◆ **Saved data entries**
--

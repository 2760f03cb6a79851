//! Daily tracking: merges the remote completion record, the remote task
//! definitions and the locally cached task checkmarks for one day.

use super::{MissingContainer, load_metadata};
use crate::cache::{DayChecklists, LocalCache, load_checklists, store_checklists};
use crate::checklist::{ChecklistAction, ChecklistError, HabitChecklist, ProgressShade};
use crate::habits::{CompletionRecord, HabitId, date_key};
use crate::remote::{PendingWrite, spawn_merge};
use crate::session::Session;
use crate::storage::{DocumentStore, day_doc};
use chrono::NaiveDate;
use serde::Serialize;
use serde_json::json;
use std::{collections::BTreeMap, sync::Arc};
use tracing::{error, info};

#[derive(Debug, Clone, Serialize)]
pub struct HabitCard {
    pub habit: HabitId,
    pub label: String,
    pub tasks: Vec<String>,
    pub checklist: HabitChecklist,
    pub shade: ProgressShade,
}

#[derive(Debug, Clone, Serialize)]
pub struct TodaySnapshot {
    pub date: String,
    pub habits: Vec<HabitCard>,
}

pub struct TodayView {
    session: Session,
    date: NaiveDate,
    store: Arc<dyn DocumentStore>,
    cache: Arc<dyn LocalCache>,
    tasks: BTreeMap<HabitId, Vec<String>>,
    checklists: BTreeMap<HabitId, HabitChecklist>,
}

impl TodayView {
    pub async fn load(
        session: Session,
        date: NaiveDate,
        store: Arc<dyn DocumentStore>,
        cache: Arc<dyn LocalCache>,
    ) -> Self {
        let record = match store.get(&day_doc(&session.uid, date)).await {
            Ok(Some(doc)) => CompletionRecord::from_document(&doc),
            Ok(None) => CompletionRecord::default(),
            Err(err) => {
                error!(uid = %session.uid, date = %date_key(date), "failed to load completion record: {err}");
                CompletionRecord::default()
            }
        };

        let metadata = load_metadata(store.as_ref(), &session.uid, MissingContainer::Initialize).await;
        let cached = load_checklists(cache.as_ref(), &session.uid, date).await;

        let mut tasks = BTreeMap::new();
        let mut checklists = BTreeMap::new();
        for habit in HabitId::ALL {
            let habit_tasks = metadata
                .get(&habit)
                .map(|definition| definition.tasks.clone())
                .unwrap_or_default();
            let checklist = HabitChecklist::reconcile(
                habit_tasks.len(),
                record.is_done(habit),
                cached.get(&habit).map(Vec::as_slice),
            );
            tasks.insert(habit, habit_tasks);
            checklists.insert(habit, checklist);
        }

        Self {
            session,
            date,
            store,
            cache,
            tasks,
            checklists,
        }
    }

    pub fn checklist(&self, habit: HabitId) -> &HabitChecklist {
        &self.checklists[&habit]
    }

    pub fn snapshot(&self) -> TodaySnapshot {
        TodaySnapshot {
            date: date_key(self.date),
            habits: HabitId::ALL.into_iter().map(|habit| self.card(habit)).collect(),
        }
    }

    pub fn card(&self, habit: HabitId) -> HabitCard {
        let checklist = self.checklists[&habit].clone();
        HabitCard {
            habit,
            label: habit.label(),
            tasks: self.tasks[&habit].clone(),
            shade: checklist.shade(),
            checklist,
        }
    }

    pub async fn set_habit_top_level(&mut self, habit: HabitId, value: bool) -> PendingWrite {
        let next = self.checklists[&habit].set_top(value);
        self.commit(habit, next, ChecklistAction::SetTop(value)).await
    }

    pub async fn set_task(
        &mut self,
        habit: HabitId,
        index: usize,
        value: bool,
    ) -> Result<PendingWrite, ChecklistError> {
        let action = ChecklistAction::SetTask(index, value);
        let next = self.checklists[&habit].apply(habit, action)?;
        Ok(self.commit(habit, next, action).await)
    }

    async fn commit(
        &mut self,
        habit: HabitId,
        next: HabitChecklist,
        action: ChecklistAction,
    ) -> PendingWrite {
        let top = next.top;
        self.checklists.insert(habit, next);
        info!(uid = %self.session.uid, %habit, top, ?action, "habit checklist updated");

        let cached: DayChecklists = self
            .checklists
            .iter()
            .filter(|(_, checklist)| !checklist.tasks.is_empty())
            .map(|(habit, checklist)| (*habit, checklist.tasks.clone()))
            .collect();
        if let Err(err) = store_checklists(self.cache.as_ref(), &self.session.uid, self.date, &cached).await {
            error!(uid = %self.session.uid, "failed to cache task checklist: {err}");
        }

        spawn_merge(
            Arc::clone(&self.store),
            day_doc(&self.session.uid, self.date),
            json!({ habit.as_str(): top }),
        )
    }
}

--

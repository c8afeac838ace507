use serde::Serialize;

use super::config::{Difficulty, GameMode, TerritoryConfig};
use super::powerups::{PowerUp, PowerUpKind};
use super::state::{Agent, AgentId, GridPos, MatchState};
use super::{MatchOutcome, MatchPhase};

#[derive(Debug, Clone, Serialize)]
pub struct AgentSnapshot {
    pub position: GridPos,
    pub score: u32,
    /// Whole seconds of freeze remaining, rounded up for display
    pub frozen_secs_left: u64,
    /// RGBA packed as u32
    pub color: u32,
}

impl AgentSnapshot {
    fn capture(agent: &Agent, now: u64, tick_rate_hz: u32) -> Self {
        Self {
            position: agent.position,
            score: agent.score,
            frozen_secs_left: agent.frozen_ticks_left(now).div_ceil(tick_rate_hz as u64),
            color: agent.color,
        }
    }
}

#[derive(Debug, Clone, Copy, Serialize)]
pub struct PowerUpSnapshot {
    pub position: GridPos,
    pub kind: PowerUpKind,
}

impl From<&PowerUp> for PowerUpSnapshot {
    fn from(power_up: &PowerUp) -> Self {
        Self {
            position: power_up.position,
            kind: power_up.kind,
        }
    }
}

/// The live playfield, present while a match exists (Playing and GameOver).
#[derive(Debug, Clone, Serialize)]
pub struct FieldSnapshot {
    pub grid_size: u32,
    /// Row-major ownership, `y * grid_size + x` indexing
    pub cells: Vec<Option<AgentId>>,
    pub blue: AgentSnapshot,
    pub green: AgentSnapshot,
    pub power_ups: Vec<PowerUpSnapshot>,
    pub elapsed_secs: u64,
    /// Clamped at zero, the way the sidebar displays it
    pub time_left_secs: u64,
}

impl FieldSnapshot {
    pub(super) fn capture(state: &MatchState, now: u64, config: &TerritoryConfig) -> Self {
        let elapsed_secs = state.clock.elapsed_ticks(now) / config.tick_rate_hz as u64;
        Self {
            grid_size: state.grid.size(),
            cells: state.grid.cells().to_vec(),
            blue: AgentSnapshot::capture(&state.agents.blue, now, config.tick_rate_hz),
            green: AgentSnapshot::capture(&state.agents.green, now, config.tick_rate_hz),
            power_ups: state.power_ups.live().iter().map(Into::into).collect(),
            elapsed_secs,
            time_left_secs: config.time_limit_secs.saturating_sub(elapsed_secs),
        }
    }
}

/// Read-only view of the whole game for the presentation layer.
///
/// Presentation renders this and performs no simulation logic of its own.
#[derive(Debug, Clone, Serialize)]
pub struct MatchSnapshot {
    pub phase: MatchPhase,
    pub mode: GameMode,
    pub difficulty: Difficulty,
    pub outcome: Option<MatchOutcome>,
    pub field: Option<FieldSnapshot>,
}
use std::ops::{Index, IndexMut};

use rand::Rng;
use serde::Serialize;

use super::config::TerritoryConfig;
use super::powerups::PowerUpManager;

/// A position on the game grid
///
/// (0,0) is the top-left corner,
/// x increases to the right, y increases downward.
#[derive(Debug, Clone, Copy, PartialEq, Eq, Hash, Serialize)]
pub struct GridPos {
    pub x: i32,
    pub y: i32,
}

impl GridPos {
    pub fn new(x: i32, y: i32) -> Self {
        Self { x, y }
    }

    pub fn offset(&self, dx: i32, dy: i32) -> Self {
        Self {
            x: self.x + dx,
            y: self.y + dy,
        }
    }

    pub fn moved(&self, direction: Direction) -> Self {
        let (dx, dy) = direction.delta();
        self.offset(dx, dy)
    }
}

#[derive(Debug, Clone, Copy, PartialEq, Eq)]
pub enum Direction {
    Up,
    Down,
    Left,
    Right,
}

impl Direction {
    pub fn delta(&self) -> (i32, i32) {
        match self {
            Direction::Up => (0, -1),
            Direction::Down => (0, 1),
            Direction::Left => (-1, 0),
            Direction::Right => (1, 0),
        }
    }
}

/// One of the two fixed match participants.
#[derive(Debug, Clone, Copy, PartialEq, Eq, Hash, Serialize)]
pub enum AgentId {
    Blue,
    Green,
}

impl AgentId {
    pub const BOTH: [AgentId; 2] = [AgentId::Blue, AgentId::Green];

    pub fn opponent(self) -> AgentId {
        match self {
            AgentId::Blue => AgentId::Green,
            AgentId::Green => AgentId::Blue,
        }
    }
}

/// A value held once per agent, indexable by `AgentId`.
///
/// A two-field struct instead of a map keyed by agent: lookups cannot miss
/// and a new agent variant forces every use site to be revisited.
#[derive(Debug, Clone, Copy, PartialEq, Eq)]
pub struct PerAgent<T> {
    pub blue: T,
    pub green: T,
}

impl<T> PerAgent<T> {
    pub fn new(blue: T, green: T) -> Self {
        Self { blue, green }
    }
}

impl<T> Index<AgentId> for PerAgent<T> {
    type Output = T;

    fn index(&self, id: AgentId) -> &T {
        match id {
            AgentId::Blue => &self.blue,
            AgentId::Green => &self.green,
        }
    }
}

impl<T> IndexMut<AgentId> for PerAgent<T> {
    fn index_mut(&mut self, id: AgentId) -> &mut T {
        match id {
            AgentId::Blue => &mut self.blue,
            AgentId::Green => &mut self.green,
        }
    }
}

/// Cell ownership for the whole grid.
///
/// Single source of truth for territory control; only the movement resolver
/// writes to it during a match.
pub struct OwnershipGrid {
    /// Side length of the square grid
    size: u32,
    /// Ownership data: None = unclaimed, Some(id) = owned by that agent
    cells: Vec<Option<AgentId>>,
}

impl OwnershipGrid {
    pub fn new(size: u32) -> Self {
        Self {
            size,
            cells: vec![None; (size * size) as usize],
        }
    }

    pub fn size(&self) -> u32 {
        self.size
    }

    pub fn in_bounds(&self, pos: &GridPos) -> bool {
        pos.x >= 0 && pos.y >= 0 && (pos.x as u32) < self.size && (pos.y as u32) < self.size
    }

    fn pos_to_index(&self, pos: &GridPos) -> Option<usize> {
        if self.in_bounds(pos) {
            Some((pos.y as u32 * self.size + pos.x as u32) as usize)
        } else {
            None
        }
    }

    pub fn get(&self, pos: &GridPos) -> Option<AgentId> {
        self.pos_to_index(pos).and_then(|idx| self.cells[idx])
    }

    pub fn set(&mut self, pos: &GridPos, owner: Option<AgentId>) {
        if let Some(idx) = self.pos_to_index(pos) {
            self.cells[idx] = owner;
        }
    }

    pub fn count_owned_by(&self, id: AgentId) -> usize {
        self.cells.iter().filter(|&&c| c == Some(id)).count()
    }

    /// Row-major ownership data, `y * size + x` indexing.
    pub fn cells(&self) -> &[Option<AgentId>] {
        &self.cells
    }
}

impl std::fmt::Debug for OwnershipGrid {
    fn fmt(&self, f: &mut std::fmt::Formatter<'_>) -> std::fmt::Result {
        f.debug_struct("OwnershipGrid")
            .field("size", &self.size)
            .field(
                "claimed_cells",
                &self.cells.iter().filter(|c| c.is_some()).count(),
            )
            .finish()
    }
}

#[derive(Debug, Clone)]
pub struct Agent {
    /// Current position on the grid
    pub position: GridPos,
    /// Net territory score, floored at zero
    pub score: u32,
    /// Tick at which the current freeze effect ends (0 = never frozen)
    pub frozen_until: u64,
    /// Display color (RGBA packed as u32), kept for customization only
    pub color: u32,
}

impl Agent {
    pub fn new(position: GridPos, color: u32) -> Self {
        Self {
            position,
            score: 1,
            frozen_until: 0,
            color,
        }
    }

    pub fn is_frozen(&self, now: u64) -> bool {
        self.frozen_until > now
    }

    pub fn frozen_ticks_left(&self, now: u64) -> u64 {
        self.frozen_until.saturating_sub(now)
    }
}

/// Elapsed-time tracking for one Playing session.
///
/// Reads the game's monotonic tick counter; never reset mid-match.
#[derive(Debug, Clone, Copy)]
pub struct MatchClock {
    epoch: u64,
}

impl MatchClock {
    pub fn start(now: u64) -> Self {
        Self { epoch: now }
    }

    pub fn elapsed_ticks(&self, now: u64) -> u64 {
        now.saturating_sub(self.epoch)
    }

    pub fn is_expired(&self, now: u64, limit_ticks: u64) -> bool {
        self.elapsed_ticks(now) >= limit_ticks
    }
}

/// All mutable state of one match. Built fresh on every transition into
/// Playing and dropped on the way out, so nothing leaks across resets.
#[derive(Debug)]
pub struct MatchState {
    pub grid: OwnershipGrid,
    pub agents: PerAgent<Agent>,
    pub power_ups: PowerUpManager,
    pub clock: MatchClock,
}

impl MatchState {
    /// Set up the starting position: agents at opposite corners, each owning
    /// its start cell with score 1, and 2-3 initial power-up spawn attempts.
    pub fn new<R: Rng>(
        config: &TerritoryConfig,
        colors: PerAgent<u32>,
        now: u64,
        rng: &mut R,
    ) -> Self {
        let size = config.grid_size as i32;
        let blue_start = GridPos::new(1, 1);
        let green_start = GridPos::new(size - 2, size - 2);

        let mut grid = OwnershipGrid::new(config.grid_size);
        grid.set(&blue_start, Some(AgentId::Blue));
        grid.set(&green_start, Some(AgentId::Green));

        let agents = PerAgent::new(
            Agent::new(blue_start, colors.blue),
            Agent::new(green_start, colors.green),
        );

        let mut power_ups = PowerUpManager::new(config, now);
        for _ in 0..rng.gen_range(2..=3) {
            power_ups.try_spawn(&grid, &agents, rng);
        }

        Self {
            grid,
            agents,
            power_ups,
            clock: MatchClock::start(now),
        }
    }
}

--

◆ **Prompt**
Using the entries above, tally how many lines have the word "ChecklistError" in them; write the number and nothing more.

◆ **Expected answer**
2